>>

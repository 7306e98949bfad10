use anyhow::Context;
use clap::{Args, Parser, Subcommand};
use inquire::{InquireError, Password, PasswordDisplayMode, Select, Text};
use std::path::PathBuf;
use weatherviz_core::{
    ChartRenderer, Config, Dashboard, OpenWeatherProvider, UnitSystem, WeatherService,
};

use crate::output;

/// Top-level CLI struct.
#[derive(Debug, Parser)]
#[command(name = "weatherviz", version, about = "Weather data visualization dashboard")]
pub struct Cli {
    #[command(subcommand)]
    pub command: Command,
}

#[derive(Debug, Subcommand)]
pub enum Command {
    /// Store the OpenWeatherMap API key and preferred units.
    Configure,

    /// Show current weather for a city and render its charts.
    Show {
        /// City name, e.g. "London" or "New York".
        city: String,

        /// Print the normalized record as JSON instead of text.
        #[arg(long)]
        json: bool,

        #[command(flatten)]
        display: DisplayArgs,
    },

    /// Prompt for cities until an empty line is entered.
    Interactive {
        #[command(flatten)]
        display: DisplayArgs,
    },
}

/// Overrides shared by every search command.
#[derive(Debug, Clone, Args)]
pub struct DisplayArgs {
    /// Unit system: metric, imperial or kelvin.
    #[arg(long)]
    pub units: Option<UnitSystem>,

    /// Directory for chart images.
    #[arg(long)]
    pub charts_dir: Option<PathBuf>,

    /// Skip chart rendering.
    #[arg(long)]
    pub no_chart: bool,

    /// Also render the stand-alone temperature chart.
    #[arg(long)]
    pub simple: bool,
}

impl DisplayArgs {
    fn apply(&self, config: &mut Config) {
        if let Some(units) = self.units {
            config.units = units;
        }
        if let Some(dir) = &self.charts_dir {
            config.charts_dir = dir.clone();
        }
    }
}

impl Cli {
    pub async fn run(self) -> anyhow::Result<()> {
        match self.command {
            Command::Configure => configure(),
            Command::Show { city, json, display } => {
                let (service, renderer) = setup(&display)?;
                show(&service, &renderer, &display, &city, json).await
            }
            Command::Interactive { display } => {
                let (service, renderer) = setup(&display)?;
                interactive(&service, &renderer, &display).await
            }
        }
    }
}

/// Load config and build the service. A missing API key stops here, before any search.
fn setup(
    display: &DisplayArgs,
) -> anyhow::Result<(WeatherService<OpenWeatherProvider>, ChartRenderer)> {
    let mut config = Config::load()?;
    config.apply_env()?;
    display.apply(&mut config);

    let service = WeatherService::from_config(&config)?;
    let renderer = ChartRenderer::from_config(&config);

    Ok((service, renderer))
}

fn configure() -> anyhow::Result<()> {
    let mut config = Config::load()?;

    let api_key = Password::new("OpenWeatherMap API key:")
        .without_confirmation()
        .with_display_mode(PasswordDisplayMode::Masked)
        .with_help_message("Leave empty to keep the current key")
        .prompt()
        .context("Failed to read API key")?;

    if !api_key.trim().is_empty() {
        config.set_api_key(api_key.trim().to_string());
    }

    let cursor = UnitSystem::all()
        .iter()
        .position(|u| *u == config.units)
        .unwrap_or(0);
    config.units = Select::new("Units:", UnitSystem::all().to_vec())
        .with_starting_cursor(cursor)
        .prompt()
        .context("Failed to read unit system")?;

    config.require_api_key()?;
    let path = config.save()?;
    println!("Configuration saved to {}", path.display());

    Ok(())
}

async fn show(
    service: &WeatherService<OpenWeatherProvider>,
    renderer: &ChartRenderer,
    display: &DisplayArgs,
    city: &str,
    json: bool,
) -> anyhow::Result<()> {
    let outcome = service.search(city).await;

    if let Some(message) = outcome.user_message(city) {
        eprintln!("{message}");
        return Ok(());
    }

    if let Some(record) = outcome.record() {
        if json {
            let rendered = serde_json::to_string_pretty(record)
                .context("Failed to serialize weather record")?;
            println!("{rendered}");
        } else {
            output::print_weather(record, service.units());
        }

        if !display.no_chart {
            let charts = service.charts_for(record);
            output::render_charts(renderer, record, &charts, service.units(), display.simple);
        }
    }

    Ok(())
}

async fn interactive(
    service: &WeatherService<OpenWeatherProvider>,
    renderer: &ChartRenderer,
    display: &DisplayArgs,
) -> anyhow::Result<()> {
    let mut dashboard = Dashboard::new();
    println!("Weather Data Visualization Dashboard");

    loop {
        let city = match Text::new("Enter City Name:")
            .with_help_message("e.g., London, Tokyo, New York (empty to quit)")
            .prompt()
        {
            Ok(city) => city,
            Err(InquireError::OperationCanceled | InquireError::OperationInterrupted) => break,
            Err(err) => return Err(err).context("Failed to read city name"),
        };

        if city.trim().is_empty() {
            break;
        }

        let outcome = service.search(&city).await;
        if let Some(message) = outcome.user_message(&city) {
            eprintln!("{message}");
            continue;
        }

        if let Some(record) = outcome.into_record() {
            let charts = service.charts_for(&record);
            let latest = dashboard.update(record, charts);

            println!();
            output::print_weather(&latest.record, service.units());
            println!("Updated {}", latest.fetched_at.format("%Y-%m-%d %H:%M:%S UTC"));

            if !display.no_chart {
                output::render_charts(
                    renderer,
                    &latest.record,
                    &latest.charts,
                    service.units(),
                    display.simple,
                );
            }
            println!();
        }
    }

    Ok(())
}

<<

> _PROBLEM TO WORK ON_
Your answer must be the complete listing, retyped exactly.

> _PROBLEM SOLUTION_
repository 7306e98949bfad10
use anyhow::Context;
use clap::{Args, Parser, Subcommand};
use inquire::{InquireError, Password, PasswordDisplayMode, Select, Text};
use std::path::PathBuf;
use weatherviz_core::{
    ChartRenderer, Config, Dashboard, OpenWeatherProvider, UnitSystem, WeatherService,
};

use crate::output;

/// Top-level CLI struct.
#[derive(Debug, Parser)]
#[command(name = "weatherviz", version, about = "Weather data visualization dashboard")]
pub struct Cli {
    #[command(subcommand)]
    pub command: Command,
}

#[derive(Debug, Subcommand)]
pub enum Command {
    /// Store the OpenWeatherMap API key and preferred units.
    Configure,

    /// Show current weather for a city and render its charts.
    Show {
        /// City name, e.g. "London" or "New York".
        city: String,

        /// Print the normalized record as JSON instead of text.
        #[arg(long)]
        json: bool,

        #[command(flatten)]
        display: DisplayArgs,
    },

    /// Prompt for cities until an empty line is entered.
    Interactive {
        #[command(flatten)]
        display: DisplayArgs,
    },
}

/// Overrides shared by every search command.
#[derive(Debug, Clone, Args)]
pub struct DisplayArgs {
    /// Unit system: metric, imperial or kelvin.
    #[arg(long)]
    pub units: Option<UnitSystem>,

    /// Directory for chart images.
    #[arg(long)]
    pub charts_dir: Option<PathBuf>,

    /// Skip chart rendering.
    #[arg(long)]
    pub no_chart: bool,

    /// Also render the stand-alone temperature chart.
    #[arg(long)]
    pub simple: bool,
}

impl DisplayArgs {
    fn apply(&self, config: &mut Config) {
        if let Some(units) = self.units {
            config.units = units;
        }
        if let Some(dir) = &self.charts_dir {
            config.charts_dir = dir.clone();
        }
    }
}

impl Cli {
    pub async fn run(self) -> anyhow::Result<()> {
        match self.command {
            Command::Configure => configure(),
            Command::Show { city, json, display } => {
                let (service, renderer) = setup(&display)?;
                show(&service, &renderer, &display, &city, json).await
            }
            Command::Interactive { display } => {
                let (service, renderer) = setup(&display)?;
                interactive(&service, &renderer, &display).await
            }
        }
    }
}

/// Load config and build the service. A missing API key stops here, before any search.
fn setup(
    display: &DisplayArgs,
) -> anyhow::Result<(WeatherService<OpenWeatherProvider>, ChartRenderer)> {
    let mut config = Config::load()?;
    config.apply_env()?;
    display.apply(&mut config);

    let service = WeatherService::from_config(&config)?;
    let renderer = ChartRenderer::from_config(&config);

    Ok((service, renderer))
}

fn configure() -> anyhow::Result<()> {
    let mut config = Config::load()?;

    let api_key = Password::new("OpenWeatherMap API key:")
        .without_confirmation()
        .with_display_mode(PasswordDisplayMode::Masked)
        .with_help_message("Leave empty to keep the current key")
        .prompt()
        .context("Failed to read API key")?;

    if !api_key.trim().is_empty() {
        config.set_api_key(api_key.trim().to_string());
    }

    let cursor = UnitSystem::all()
        .iter()
        .position(|u| *u == config.units)
        .unwrap_or(0);
    config.units = Select::new("Units:", UnitSystem::all().to_vec())
        .with_starting_cursor(cursor)
        .prompt()
        .context("Failed to read unit system")?;

    config.require_api_key()?;
    let path = config.save()?;
    println!("Configuration saved to {}", path.display());

    Ok(())
}

async fn show(
    service: &WeatherService<OpenWeatherProvider>,
    renderer: &ChartRenderer,
    display: &DisplayArgs,
    city: &str,
    json: bool,
) -> anyhow::Result<()> {
    let outcome = service.search(city).await;

    if let Some(message) = outcome.user_message(city) {
        eprintln!("{message}");
        return Ok(());
    }

    if let Some(record) = outcome.record() {
        if json {
            let rendered = serde_json::to_string_pretty(record)
                .context("Failed to serialize weather record")?;
            println!("{rendered}");
        } else {
            output::print_weather(record, service.units());
        }

        if !display.no_chart {
            let charts = service.charts_for(record);
            output::render_charts(renderer, record, &charts, service.units(), display.simple);
        }
    }

    Ok(())
}

async fn interactive(
    service: &WeatherService<OpenWeatherProvider>,
    renderer: &ChartRenderer,
    display: &DisplayArgs,
) -> anyhow::Result<()> {
    let mut dashboard = Dashboard::new();
    println!("Weather Data Visualization Dashboard");

    loop {
        let city = match Text::new("Enter City Name:")
            .with_help_message("e.g., London, Tokyo, New York (empty to quit)")
            .prompt()
        {
            Ok(city) => city,
            Err(InquireError::OperationCanceled | InquireError::OperationInterrupted) => break,
            Err(err) => return Err(err).context("Failed to read city name"),
        };

        if city.trim().is_empty() {
            break;
        }

        let outcome = service.search(&city).await;
        if let Some(message) = outcome.user_message(&city) {
            eprintln!("{message}");
            continue;
        }

        if let Some(record) = outcome.into_record() {
            let charts = service.charts_for(&record);
            let latest = dashboard.update(record, charts);

            println!();
            output::print_weather(&latest.record, service.units());
            println!("Updated {}", latest.fetched_at.format("%Y-%m-%d %H:%M:%S UTC"));

            if !display.no_chart {
                output::render_charts(
                    renderer,
                    &latest.record,
                    &latest.charts,
                    service.units(),
                    display.simple,
                );
            }
            println!();
        }
    }

    Ok(())
}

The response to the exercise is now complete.